With social media, we have the potential to learn a lot from one another, take those learnings, and transfer them en-masse. As a learning practitioner, you may find that this skill will or has already become critical to your success in building knowledge capacity in others.
What is a learning practitioner? For the purpose of this post, by learning practitioner, I mean trainer, teacher, instructor, or anyone in a position where they are transferring knowledge to others. That could be you today, or it could be you tomorrow. It’s probably you if you are reading this for fun and may send it to someone.
This post is about how to use social media tools to your advantage in the context of teaching a subject or specific topic to a group. So let’s get to some tools and see what they can do for you. This is not meant to be an exhaustive list, but rather a summary of some of the social media tools I use myself to gather and curate information to enhance subject knowledge in areas I am responsible for knowing and transferring to others.
- Circles – build a practitioner community with your peers. Circles are like groups that you can use to apply to your newsfeed, messages, who to share your own updates with, as well as “Hangouts.”
- Hangouts or video chats – you can teach remotely this way. It’s similar to LiveMeeting but it has the convenience of being on the web and does not needing a specific program to be downloaded to use it.
- Search by people, pages, communities, posts, hangouts and events
- Lists – build your 140 character practitioner community
- Take advantage of real time search on a subject when a relevant story is unfolding – may be useful for the classroom/training room
- Utilize hashtags that are relevant to the subject you wish to know more about and that are in use by subject matter authorities who influence you and your colleagues, ie #leadership
- There are many subject matter groups worth joining, many of which that have active memberships that are participating in discussions at any given moment
- Connect with other professionals who you’ve worked with and develop your knowledgeable network – create a living knowledge base
- Elucidate further on subjects – write for the people you are transferring knowledge to and give them a 24/7 resource – and tell the story of the knowledge you want to transfer in the way you want. Embed videos, enable comments, moderate and interact.
- Aggregate other blogs using tools like Google Reader and curate content for your students from many sources – interact with your favourite subject matter authorities and stay tuned to the thoughts of thought leaders
- Ask a question, get an answer
- Like Yahoo Answers but in a walled community where readers get points for answering questions and can use points in different ways, such as promoting their own question in other user’s news feeds by applying points to the question.
- Questions are tagged by topic – tags link similar topics together for greater knowledge aggregation
- TED is not traditional social media – ie, not a symmetrical (two way) communication but more asymmetrical (one way), however it travels through social networks – including your student’s social media networks and your peer’s social media networks as a way of learning or spreading an idea worth learning about. It also enables something profoundly different when it comes to teaching, as does any video lesson available on YouTube or Vimeo.

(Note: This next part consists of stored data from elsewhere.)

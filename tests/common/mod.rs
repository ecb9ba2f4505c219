//! Common test utilities for kusto-auth integration tests.
//!
//! # Live Test Prerequisites
//!
//! Tests marked `#[ignore]` acquire a real token and need a reachable
//! cluster plus a connection string describing how to authenticate:
//!
//! ```bash
//! export KUSTO_CONNECTION_STRING="https://mycluster.kusto.windows.net;AZ CLI=true"
//! cargo test --test token_provider_tests -- --ignored
//! ```
//!
//! All other tests run offline.

#![allow(dead_code)]

use async_trait::async_trait;
use azure_core::credentials::{AccessToken, TokenCredential, TokenRequestOptions};
use azure_core::error::{Error, ErrorKind};
use azure_core::time::{Duration, OffsetDateTime};
use kusto_auth::ConnectionStringBuilder;
use std::env;
use std::str::FromStr;

// ============================================================================
// Constants
// ============================================================================

/// Cluster used by offline tests.
pub const TEST_CLUSTER: &str = "https://help.kusto.windows.net/Samples";

/// Tenant used by offline tests.
pub const TEST_TENANT: &str = "72f988bf-86f1-41af-91ab-2d7cd011db47";

/// Client id used by offline tests.
pub const TEST_CLIENT_ID: &str = "11111111-2222-3333-4444-555555555555";

// ============================================================================
// Helpers
// ============================================================================

/// Parse a connection string for `TEST_CLUSTER` with extra `key=value` pairs.
pub fn kcsb_with(pairs: &[(&str, &str)]) -> ConnectionStringBuilder {
    let mut connection_string = TEST_CLUSTER.to_string();
    for (key, value) in pairs {
        connection_string.push_str(&format!(";{}={}", key, value));
    }
    ConnectionStringBuilder::from_str(&connection_string)
        .unwrap_or_else(|e| panic!("failed to parse {}: {}", connection_string, e))
}

/// The live connection string, if configured.
pub fn live_connection_string() -> Option<String> {
    env::var(kusto_auth::connection::CONNECTION_STRING_ENV)
        .ok()
        .filter(|value| !value.trim().is_empty())
}

// ============================================================================
// Credentials
// ============================================================================

/// Credential that always returns the same token.
#[derive(Debug)]
pub struct FixedCredential(pub &'static str);

#[async_trait]
impl TokenCredential for FixedCredential {
    async fn get_token(
        &self,
        _scopes: &[&str],
        _options: Option<TokenRequestOptions>,
    ) -> azure_core::Result<AccessToken> {
        Ok(AccessToken::new(
            self.0,
            OffsetDateTime::now_utc() + Duration::hours(1),
        ))
    }
}

/// Credential that never produces a token.
#[derive(Debug)]
pub struct FailingCredential;

#[async_trait]
impl TokenCredential for FailingCredential {
    async fn get_token(
        &self,
        _scopes: &[&str],
        _options: Option<TokenRequestOptions>,
    ) -> azure_core::Result<AccessToken> {
        Err(Error::message(ErrorKind::Credential, "credential unavailable"))
    }
}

- TED Videos have over a billion views as of this year
- Flipping the classroom – Salman Khan did a TED talk about how he uses video to teach lessons. Since lessons and lectures are mostly asymmetrical knowledge transfer, they match the delivery method of video, which can be consumed at home. He then proposes that teachers use the time in the classroom to have students work on assignments and answers questions about assignments that are usually done at home without support. As we all know, having a question that you can’t get answered until the next day can be a huge stumbling block in a learning experience. Assignment time has the most potential for use of the most symmetrical communication experience because students will have questions when they take on completion of assignments which test their knowledge.
- TEDEd – In beta from TED.com, this site is built on the “flipping the classroom” experience. There are 3 components to each TEDEd piece: Watch (video) / Think (quiz) / Dig Deeper (additional research)
- TEDx – in addition to the main TED videos, there are many excellent and relevant videos released from independently organized TEDx events, which are TED-like experiences, such as TEDxVictoria.
- Crowdsource specific information – my friends are good at answering simple questions .. chances are, yours might be too. Pose a question, see what your friends think.
- Join groups – although Facebook is a more casual social media platform than LinkedIn, you can still find very passionate groups that are dedicated to specific topics or subjects.
The bottom line is that there are so many tools where you can find and develop your own personal network for any number of subjects, topics or interests. I recommend finding the spot where your influencers are and joining them rather than trying to migrate everyone you know into the spot you like best. The best spot is where your best network is.
That’s it for now. If you have suggestions or examples of tools you use and how you use them, I welcome and encourage your comments!
I like where you’re going with this. For me, building a learning community is essential to my body language for persuasion business I’ll be launching soon. I’m also seeing the potential utility in things like Instagram too!
Body language for business .. Interesting. Power stance?